Enquanto parte dos passageiros do Splendida, navio da MSC Cruzeiros que seguia pelo litoral brasileiro, com saída de Santos e promessa de Réveillon em Copacabana, no Rio , se divertia e se aglomerava na piscina, bares e cassino a bordo , um cenário de caos e horror se desenrolava silenciosamente, dias a fio, em outros setores da embarcação, onde estavam passageiros isolados pelo surto de Covid-19 que ali ocorria.
O relato, com direito a homens com trajes de roupa "de astronauta" circulando apressadamente pelos corredores, passageiros sendo jogados em cabines não higienizadas e recém-liberadas por outros isolados, alto-falantes e telefone desligados, e funcionários que não divulgavam protocolos claros nem informações, é da secretária aposentada Viviane Cardoso, de 59 anos, cujas imagens registradas do descaso da MSC Turismo com os serviços prestados a passageiros circularam nas redes sociais nos últimos dias.

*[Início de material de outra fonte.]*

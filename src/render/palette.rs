//! Colours and per-surface themes.

use plotters::style::RGBColor;

/// d3 "category10".
pub const CATEGORY10: [RGBColor; 10] = [
    RGBColor(0x1f, 0x77, 0xb4),
    RGBColor(0xff, 0x7f, 0x0e),
    RGBColor(0x2c, 0xa0, 0x2c),
    RGBColor(0xd6, 0x27, 0x28),
    RGBColor(0x94, 0x67, 0xbd),
    RGBColor(0x8c, 0x56, 0x4b),
    RGBColor(0xe3, 0x77, 0xc2),
    RGBColor(0x7f, 0x7f, 0x7f),
    RGBColor(0xbc, 0xbd, 0x22),
    RGBColor(0x17, 0xbe, 0xcf),
];

/// Fill of the mark under the pointer.
pub const HIGHLIGHT: RGBColor = RGBColor(0xf4, 0x72, 0xb6);

pub const ZERO_LINE: RGBColor = RGBColor(0x88, 0x88, 0x88);

/// Colour of the ticker at position `index`; wraps after ten tickers.
pub fn series_color(index: usize) -> RGBColor {
    CATEGORY10[index % CATEGORY10.len()]
}

/// Surface-dependent colours. Series colours are shared by every theme.
#[derive(Debug, Clone, Copy, PartialEq)]
pub struct Theme {
    /// `None` leaves the surface as is (terminal cells keep their background).
    pub background: Option<RGBColor>,
    pub text: RGBColor,
    pub axis: RGBColor,
    pub grid: RGBColor,
    pub font_size: u32,
}

impl Theme {
    /// Exported SVG files.
    pub fn light() -> Self {
        Self {
            background: Some(RGBColor(0xff, 0xff, 0xff)),
            text: RGBColor(0x33, 0x33, 0x33),
            axis: RGBColor(0x55, 0x55, 0x55),
            grid: RGBColor(0xe5, 0xe5, 0xe5),
            font_size: 12,
        }
    }

    /// The dashboard's dark surface.
    pub fn dark() -> Self {
        Self {
            background: Some(RGBColor(0x18, 0x14, 0x25)),
            text: RGBColor(0xe5, 0xe5, 0xe5),
            axis: RGBColor(0xcc, 0xcc, 0xcc),
            grid: RGBColor(0x3a, 0x34, 0x4d),
            font_size: 12,
        }
    }

    /// Terminal rendering: no fill, high-contrast axes.
    pub fn terminal() -> Self {
        Self {
            background: None,
            text: RGBColor(0xff, 0xff, 0xff),
            axis: RGBColor(0xff, 0xff, 0xff),
            grid: RGBColor(0x44, 0x44, 0x44),
            font_size: 10,
        }
    }
}

#[cfg(test)]
mod tests {
    use super::*;

    #[test]
    fn palette_wraps() {
        assert_eq!(series_color(0), RGBColor(0x1f, 0x77, 0xb4));
        assert_eq!(series_color(1), RGBColor(0xff, 0x7f, 0x0e));
        assert_eq!(series_color(10), series_color(0));
    }
}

Já de volta à casa de sua família, em Santos, Viviane conta que conseguiu passar a virada do ano fora da cabine aos 45 minutos do segundo tempo: mesmo com resultados de testes negativos para o coronavírus, ela e filha somente conseguiram sair do navio, e "por conta própria", no início da noite do dia 31 de dezembro:
"Por muito pouco não passei a virada ali, naquela cabine pequena, com minha filha. Saímos às 18h45, no último desembarque de passageiros antes do navio voltar a sair. Às 19h15, ouvimos o pi-pi do navio, indo embora. E saímos por conta própria, porque depois de muitas tentativas de ir embora e desinformação, simplesmente pegamos um elevador, descemos e saímos. Sem 'homens da Nasa' nos acompanhando, sem checkout, sem apresentação de documentos - conta a aposentada, que lembra da cara de susto dos tripulantes quando ela dizia, já perto do elevador, que estavam "isoladas", chegaram ali sozinhas e queriam sair. - Eles diziam 'minha senhora, ninguém mais vai voltar para buscar vocês, aquele lá é o último ônibus levando os passageiros confinados para a saída'. E nos entregaram um papel sem vergonha, apenas, para ir embora, preencher e mandar por email de volta, para a MSC", conta Viviane.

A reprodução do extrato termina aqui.